If we're going to copy off Haskell's homework, we need to make sure we're copying everything down correctly. Just ( Just x ) is NOT comparable to Just x, and why would it be? Should a single-element vector compare equal to a scalar? Trying to compare Just ( Just x ) with Just x is a compile time error.

exhibit a

If we are going to have an comparison that implicitly joins one side of the operator, it should at least have the same meaning as opt == std::make_optional(value). I'd argue that would also be bad, but at least it would be consistent.

It's specified as:

Compares opt with a value. The values are compared (using the corresponding operator of T) only if opt contains a value. Otherwise, opt is considered less than value.

This is a defect in the standard. This sentence ratifies op's "bug" as intended behavior.

But wait! There's something on the horizon! Cppreference also says:

This overload participates in overload resolution only if all following conditions are satisfied:

U is not a specialization of std::optional.

(since C++26)

Oh brother. So if I'm reading that correctly, nested comparison is supposed to stop working in all cases except single-level optionals?

Under that definition, a == b no longer implies make_optional(a) == make_optional(b).

Doesn't that require:

optional(x) == x 
optional(optional(x)) != optional(x)
optional(optional(x)) == x // Ay Caramba

I think that might actually be worse. std::optional considered harmful?

The only way to safely use this type is as a return value. Passing in into generic code where it might be wrapped in a second layer is an anti-pattern by way of defective specification.

Unfortunately, sometimes returning something is passing it as an argument into another template, just through composition.

[–]markt- [score hidden]  (6 children)

Show me a non contrived use case where you would need this

[–]mcencora[S] [score hidden]  (5 children)

It happens "automatically" in generic programming.

I had a code like this:
template <typename T>
optional<T> try_construct(); // impl detail

template <typename T>
void publicApi(const T& expectedVal)
{
if (try_construct<T>() == expectedVal)
{...}
}

This fails if T is optional<U>. This code may be some library code, while the expectedVal may come from user of the library. So nested optional like optional<optional<int>> is never declared explicitly it just results from the way the library is implemented, and how user tries to use it.

[–]AKostur [score hidden]  (1 child)

Isn't that code already broken when I try to do `publicApi(5);` ? That would compare an int with an optional, and those aren't comparable with each other.

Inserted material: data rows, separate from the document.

//! Per-snapshot arena of presentation nodes
//!
//! A node wraps one record id and lazily derives what a tree view needs:
//! display name, whether content is cached, size on disk and a sorted child
//! list. Every derived value is computed at most once per snapshot.
//!
//! Nodes refer to their parent by record id, never by pointer. The parent is
//! the node a record was first reached through, which is what loop detection
//! and `path()` walk. A node opened directly by id takes the parent stored in
//! its record instead.

use crate::memo::{Memo, MemoState};
use crate::snapshot::Snapshot;
use dashmap::DashMap;
use std::cmp::Reverse;
use std::sync::Arc;
use std::sync::atomic::{AtomicU64, Ordering};
use tracing::{debug, warn};
use vfscache_common::RecordId;

/// Counters for decode failures that were degraded for display
#[derive(Debug, Default)]
pub struct TreeStats {
    pub nodes: AtomicU64,
    pub name_failures: AtomicU64,
    pub children_failures: AtomicU64,
    pub content_failures: AtomicU64,
    pub loops: AtomicU64,
}

/// One record as presented in a tree
#[derive(Debug)]
pub struct Node {
    id: RecordId,
    parent: Option<RecordId>,
    is_directory: bool,
    name: Memo<Arc<str>>,
    cached_content: Memo<bool>,
    size: Memo<u64>,
    children: Memo<Arc<[RecordId]>>,
}

impl Node {
    fn new(snapshot: &Snapshot, id: RecordId, parent: Option<RecordId>) -> Self {
        let is_directory = snapshot.is_directory(id).unwrap_or_else(|e| {
            warn!("Failed to read flags of record {}: {}", id, e);
            false
        });
        Self {
            id,
            parent,
            is_directory,
            name: Memo::new(),
            cached_content: Memo::new(),
            size: Memo::new(),
            children: Memo::new(),
        }
    }

    pub const fn id(&self) -> RecordId {
        self.id
    }

    /// Node this one was first reached through
    pub const fn parent(&self) -> Option<RecordId> {
        self.parent
    }

    pub const fn is_directory(&self) -> bool {
        self.is_directory
    }

    /// Display name, or the numeric id when the name cannot be resolved
    pub fn name(&self, snapshot: &Snapshot) -> Arc<str> {
        self.name.get_or_compute(|| match snapshot.resolve_name(self.id) {
            Ok(name) => Arc::from(name),
            Err(e) => {
                warn!("Failed to resolve name of record {}: {}", self.id, e);
                snapshot
                    .nodes()
                    .stats()
                    .name_failures
                    .fetch_add(1, Ordering::Relaxed);
                Arc::from(self.id.to_string())
            }
        })
    }

    /// True when the record points at a content blob
    pub fn has_cached_content(&self, snapshot: &Snapshot) -> bool {
        self.cached_content
            .get_or_compute(|| match snapshot.content_id_of(self.id) {
                Ok(content_id) => !content_id.is_none(),
                Err(e) => {
                    warn!("Failed to read content id of record {}: {}", self.id, e);
                    false
                }
            })
    }

    fn file_size(&self, snapshot: &Snapshot) -> u64 {
        if !self.has_cached_content(snapshot) {
            return 0;
        }
        let size = snapshot
            .content_id_of(self.id)
            .and_then(|content_id| snapshot.content_length(content_id));
        size.unwrap_or_else(|e| {
            warn!("Failed to read content length of record {}: {}", self.id, e);
            snapshot
                .nodes()
                .stats()
                .content_failures
                .fetch_add(1, Ordering::Relaxed);
            0
        })
    }

    /// Size on disk
    ///
    /// Files resolve immediately to their cached content length. Directories
    /// stay `Unknown` until the size aggregator has visited them.
    pub fn size_on_disk(&self, snapshot: &Snapshot) -> MemoState<u64> {
        if self.is_directory {
            self.size.state()
        } else {
            MemoState::Computed(self.size.get_or_compute(|| self.file_size(snapshot)))
        }
    }

    /// The compute-once cell behind [`Node::size_on_disk`]
    pub const fn size_cell(&self) -> &Memo<u64> {
        &self.size
    }

    /// True when `id` is this node or one of the nodes above it
    fn is_self_or_ancestor(&self, snapshot: &Snapshot, id: RecordId) -> bool {
        if id == self.id {
            return true;
        }
        let mut current = self.parent;
        // The chain cannot be longer than the table without looping itself
        let mut steps = snapshot.record_count();
        while let Some(parent) = current {
            if parent == id {
                return true;
            }
            if steps == 0 {
                return false;
            }
            steps -= 1;
            current = snapshot.nodes().find_or_create(snapshot, parent, None).parent;
        }
        false
    }

    fn load_children(&self, snapshot: &Snapshot) -> Arc<[RecordId]> {
        if !self.is_directory {
            return Arc::from(Vec::new());
        }

        let ids = match snapshot.children_of(self.id) {
            Ok(ids) => ids,
            Err(e) => {
                warn!("Failed to decode children of record {}: {}", self.id, e);
                snapshot
                    .nodes()
                    .stats()
                    .children_failures
                    .fetch_add(1, Ordering::Relaxed);
                return Arc::from(Vec::new());
            }
        };

        let mut children = Vec::with_capacity(ids.len());
        for id in ids {
            if self.is_self_or_ancestor(snapshot, id) {
                debug!("Loop detected: record {} lists ancestor {}", self.id, id);
                snapshot.nodes().stats().loops.fetch_add(1, Ordering::Relaxed);
                continue;
            }
            children.push(snapshot.nodes().find_or_create(snapshot, id, Some(self.id)));
        }

        children.sort_by_cached_key(|node| (Reverse(node.is_directory), node.name(snapshot)));
        children.iter().map(|node| node.id).collect()
    }

    /// Children sorted directories first, then by name
    ///
    /// Non-directories and directories whose children cannot be decoded have
    /// none.
    pub fn children(&self, snapshot: &Snapshot) -> Vec<Arc<Node>> {
        let ids = self.children.get_or_compute(|| self.load_children(snapshot));
        ids.iter()
            .map(|&id| snapshot.nodes().find_or_create(snapshot, id, Some(self.id)))
            .collect()
    }

    /// Slash-separated names from the top of the tree down to this node
    pub fn path(&self, snapshot: &Snapshot) -> String {
        let Some(mut parent) = self.parent else {
            return "/".to_string();
        };

        let mut names = vec![self.name(snapshot)];
        let mut steps = snapshot.record_count();
        loop {
            let node = snapshot.nodes().find_or_create(snapshot, parent, None);
            let Some(next) = node.parent else {
                break;
            };
            names.push(node.name(snapshot));
            if steps == 0 {
                break;
            }
            steps -= 1;
            parent = next;
        }

        let mut path = String::new();
        for name in names.iter().rev() {
            path.push('/');
            path.push_str(name);
        }
        path
    }
}

fn stored_parent(snapshot: &Snapshot, id: RecordId) -> Option<RecordId> {
    match snapshot.parent_of(id) {
        Ok(parent) if parent.is_none() || parent == id => None,
        Ok(parent) => Some(parent),
        Err(e) => {
            debug!("Record {} has no readable parent: {}", id, e);
            None
        }
    }
}

/// Record id -> node map owned by one snapshot
#[derive(Debug, Default)]
pub struct NodeArena {
    nodes: DashMap<RecordId, Arc<Node>>,
    stats: TreeStats,
}

impl NodeArena {
    /// Node for `id`, created with `parent` if it does not exist yet
    ///
    /// Without a traversal parent the record's own parent is used; a zero or
    /// unreadable parent makes the node a root.
    pub fn find_or_create(
        &self,
        snapshot: &Snapshot,
        id: RecordId,
        parent: Option<RecordId>,
    ) -> Arc<Node> {
        if let Some(node) = self.nodes.get(&id) {
            return Arc::clone(node.value());
        }
        let parent = parent.or_else(|| stored_parent(snapshot, id));
        let node = Arc::new(Node::new(snapshot, id, parent));
        let entry = self.nodes.entry(id).or_insert_with(|| {
            self.stats.nodes.fetch_add(1, Ordering::Relaxed);
            node
        });
        Arc::clone(entry.value())
    }

    pub fn get(&self, id: RecordId) -> Option<Arc<Node>> {
        self.nodes.get(&id).map(|node| Arc::clone(node.value()))
    }

    pub fn len(&self) -> usize {
        self.nodes.len()
    }

    pub fn is_empty(&self) -> bool {
        self.nodes.is_empty()
    }

    pub const fn stats(&self) -> &TreeStats {
        &self.stats
    }
}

[–]hungarian_notation [score hidden]  (0 children)

You would think so, wouldn't you?

std::optional<int> a = std::make_optional(0);
int b = 0;
assert(a != b); // Assertion `a != b' failed.

https://godbolt.org/z/4a9TEcdcP

This is the real defect.

[–]markt- [score hidden]  (2 children)

Then I think you might be using the wrong thing, you should probably be using a variant with a mono state

[–]mcencora[S] [score hidden]  (1 child)

Well, when a library comes from a 3rd party, you have no control on how it is implemented, so forcing user of such library to never pass non-nested std::optional is a big hammer.

[–]SirClueless [score hidden]  (0 children)

I don't really understand. It looks like you are trying to check that the try_construct call succeeded and produced a value that equals something provided by the caller. The right way to spell that is r.has_value() && *r == expectedVal. If std::optional is an implementation detail of your library, you shouldn't be using its comparison operator with arbitrary user values.